Stainless steel in marine applications

You often find stainless steel in marine applications and there is good reason for this. It is widely recognised as the ideal material for marine applications because it has excellent corrosion resistance as well as good stability, appearance, durability, lustre, strength and stiffness.

Marine environments can be very demanding, with factors like high salt content, water flow rates, pressure and temperature all coming into play. Stainless steel structures can usually withstand these factors and ensure that complex projects can go ahead that may otherwise be impossible.

As an example of stainless steel in marine applications, grade 304 stainless steel is often used as the material for fittings in boating applications, whereas 316 stainless steel (UNS S31600/S31603 – commonly termed ‘marine grade’ stainless) can be found in approximately 90% of marine applications. 304 and 316 stainless steels are austenitic metals which can be seen due their metallurgical structure which means they possess excellent ductility, good strength, non-magnetic properties, good weldability, and very good corrosion resistance.

Duplex Stainless Steel is also widely used in marine applications, usually ones that require a higher yield strength and better corrosion resistance.

As well as boating applications, stainless steel can be found far and wide in marine applications, in everything from oil rigs, piers and vessels to floating homes.

Read the rest of this blog to find out more about stainless steel in marine applications.

Stainless steel is ‘fit for purpose’

There are lots of factors to consider when choosing which type of stainless steel is right for your project. These include:

  • Seawater quality
  • Water flow rates
  • Water temperature
  • Water oxygen levels (deaeration)
  • ‘Engineered’ crevices (surface finish and post fabrication cleaning)
  • Cathodic protection

There are many different types of stainless steel, and each one has different advantages and uses. Look at these examples:

  • 304 stainless steel is ideal for applications such as coastal service environments, splash zone applications and intermittent submersion in seawater. It can often the metal used for fully exposed components that are frequently washed with fresh water.
  • Super-austenitic stainless steels like 6% moly are recommended for applications where they will be permanently immersed in seawater. 6% Moly is a super-austenitic stainless steel which contains at least 6% molybdenum. 6% Moly alloys have exemplary resistance to a number of chemicals and are particularly appropriate for environments such as brackish water, seawater, pulp mill bleach plants that present a high chloride condition.
  • Duplex stainless steels (e.g., ASTM S31803) offers higher strength meaning that lighter weight components can be used for the same applications as 316. It is common to find duplex stainless steels in marine applications, especially in brackish water, such as in estuaries where the chloride content of the water is less than that of the open sea.
  • Super duplex stainless steels (e.g., ASTM S32750) offers even higher strength and weight savings that duplex and is able to withstand all the challenges of marine environments, with no risk of corrosion even in tropical waters and hot, wet exhaust applications. They can even be used in direct and prolonged contact with seawater such as offshore oil platforms.

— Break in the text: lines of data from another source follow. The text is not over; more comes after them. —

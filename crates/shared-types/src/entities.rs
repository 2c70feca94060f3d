//! # Topology Entities
//!
//! Exchanges, queues and bindings as declared against the broker.
//!
//! | Entity | Identity | Mutability |
//! |--------|----------|------------|
//! | `ExchangeSpec` | name | created once, never mutated |
//! | `QueueSpec` | name | arguments fixed, bindings additive |
//! | `Binding` | (exchange, pattern) | set semantics, never duplicated |

use serde::{Deserialize, Serialize};
use std::fmt;
use std::str::FromStr;
use std::time::Duration;

use crate::errors::BrokerError;

/// Exchange kind, which determines how routing keys fan out to queues.
#[derive(Debug, Clone, Copy, PartialEq, Eq, Hash, Serialize, Deserialize)]
#[serde(rename_all = "lowercase")]
pub enum ExchangeKind {
    /// Exact routing-key match.
    Direct,
    /// Dot-delimited pattern match with `*` and `#` wildcards.
    Topic,
    /// Routing key ignored; every bound queue receives the message.
    Fanout,
}

impl ExchangeKind {
    /// Wire name of the kind.
    #[must_use]
    pub fn as_str(&self) -> &'static str {
        match self {
            Self::Direct => "direct",
            Self::Topic => "topic",
            Self::Fanout => "fanout",
        }
    }
}

impl fmt::Display for ExchangeKind {
    fn fmt(&self, f: &mut fmt::Formatter<'_>) -> fmt::Result {
        f.write_str(self.as_str())
    }
}

impl FromStr for ExchangeKind {
    type Err = BrokerError;

    fn from_str(s: &str) -> Result<Self, Self::Err> {
        match s.to_ascii_lowercase().as_str() {
            "direct" => Ok(Self::Direct),
            "topic" => Ok(Self::Topic),
            "fanout" => Ok(Self::Fanout),
            other => Err(BrokerError::Protocol(format!(
                "unknown exchange kind: {other}"
            ))),
        }
    }
}

/// Declared exchange.
#[derive(Debug, Clone, PartialEq, Eq, Hash, Serialize, Deserialize)]
pub struct ExchangeSpec {
    pub name: String,
    pub kind: ExchangeKind,
    /// Durable exchanges survive a broker restart. Messages published to a
    /// durable exchange are marked persistent.
    pub durable: bool,
}

impl ExchangeSpec {
    /// Durable exchange of the given kind.
    pub fn new(name: impl Into<String>, kind: ExchangeKind) -> Self {
        Self {
            name: name.into(),
            kind,
            durable: true,
        }
    }

    pub fn direct(name: impl Into<String>) -> Self {
        Self::new(name, ExchangeKind::Direct)
    }

    pub fn topic(name: impl Into<String>) -> Self {
        Self::new(name, ExchangeKind::Topic)
    }

    pub fn fanout(name: impl Into<String>) -> Self {
        Self::new(name, ExchangeKind::Fanout)
    }

    /// Mark the exchange as non-durable.
    #[must_use]
    pub fn transient(mut self) -> Self {
        self.durable = false;
        self
    }
}

/// A queue binding: `(exchange, routingKeyPattern)`.
#[derive(Debug, Clone, PartialEq, Eq, Hash, PartialOrd, Ord, Serialize, Deserialize)]
pub struct Binding {
    pub exchange: String,
    pub pattern: String,
}

impl Binding {
    pub fn new(exchange: impl Into<String>, pattern: impl Into<String>) -> Self {
        Self {
            exchange: exchange.into(),
            pattern: pattern.into(),
        }
    }
}

/// Where a queue sends messages that are rejected without requeue or that
/// expire.
#[derive(Debug, Clone, PartialEq, Eq, Hash, Serialize, Deserialize)]
pub struct DeadLetterTarget {
    pub exchange: String,
    /// Routing key to dead-letter with. `None` keeps the message's own key.
    pub routing_key: Option<String>,
}

/// Declared queue.
#[derive(Debug, Clone, PartialEq, Eq, Serialize, Deserialize)]
pub struct QueueSpec {
    pub name: String,
    pub durable: bool,
    pub bindings: Vec<Binding>,
    /// `x-dead-letter-exchange` / `x-dead-letter-routing-key`.
    pub dead_letter: Option<DeadLetterTarget>,
    /// `x-message-ttl`.
    pub message_ttl: Option<Duration>,
}

impl QueueSpec {
    /// Durable queue with no bindings.
    pub fn new(name: impl Into<String>) -> Self {
        Self {
            name: name.into(),
            durable: true,
            bindings: Vec::new(),
            dead_letter: None,
            message_ttl: None,
        }
    }

    /// Add a binding. Duplicate bindings are ignored.
    #[must_use]
    pub fn bind(mut self, exchange: impl Into<String>, pattern: impl Into<String>) -> Self {
        let binding = Binding::new(exchange, pattern);
        if !self.bindings.contains(&binding) {
            self.bindings.push(binding);
        }
        self
    }

    #[must_use]
    pub fn dead_letter_to(
        mut self,
        exchange: impl Into<String>,
        routing_key: Option<&str>,
    ) -> Self {
        self.dead_letter = Some(DeadLetterTarget {
            exchange: exchange.into(),
            routing_key: routing_key.map(str::to_string),
        });
        self
    }

    #[must_use]
    pub fn message_ttl(mut self, ttl: Duration) -> Self {
        self.message_ttl = Some(ttl);
        self
    }

    #[must_use]
    pub fn transient(mut self) -> Self {
        self.durable = false;
        self
    }

    /// Whether two declarations of the same queue agree on every argument
    /// the broker fixes at creation time. Bindings are not compared.
    #[must_use]
    pub fn same_arguments(&self, other: &QueueSpec) -> bool {
        self.name == other.name
            && self.durable == other.durable
            && self.dead_letter == other.dead_letter
            && self.message_ttl == other.message_ttl
    }

    /// Exchanges this queue's bindings reference.
    pub fn referenced_exchanges(&self) -> impl Iterator<Item = &str> {
        self.bindings.iter().map(|b| b.exchange.as_str())
    }
}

Examples of stainless steel in marine applications

There are many different types of marine applications:

  • Coastal applications such as handrails, housings for equipment, ladders, lamp posts.
  • Deck components for boats and ships e.g., deck eyes, brackets for anchor ropes, housings for equipment, shackles, handrails.
  • Submerged items such as pipelines and grills for oil, sewage and water, risers for oil platforms, grills, heat exchangers for ships and coastal power plants, equipment attached to hulls of boats and ships.
  • Prolonged contact items such as pumps, winches, holding and storage vessels.


Corrosion is one of the main ‘enemies’ that have to be fought against in marine environments. Consequently, it is one of the main reasons why stainless steel is used.

There are different types of corrosion that must be combatted. Interestingly, many corrosion problems can be avoided by use of cathodic protection.

Some of the different types of corrosion are:

  • Localised: This can manifest either as pitting corrosion or crevice corrosion. Pitting corrosion is a localized form of corrosion by which cavities or “holes” are produced in the material. Crevice Corrosion is the localised attack on a metal surface at, or adjacent to, the gap or crevice between two joining surfaces, such as around the edges of nuts and rivet heads. Many stainless steels are very good at resisting both pitting corrosion and crevice corrosion in marine applications.
  • Stress corrosion cracking: Stress corrosion cracking (SCC) is the cracking of a metal which is induced from the combined influence of tensile stress and a corrosive environment. Stainless steel 304 and 316 are sensitive to chloride cracking, whereas duplex stainless steel and 6% Moly are less likely to succumb to it.
  • Galvanic Corrosion: Galvanic corrosion is an electrochemical process in which two dissimilar materials are brought together and one metal corrodes the other. It often occurs when different metals are brought into electrical contact under water. f two stainless steel grades of similar type are galvanically coupled, there is usually no risk of galvanic corrosion.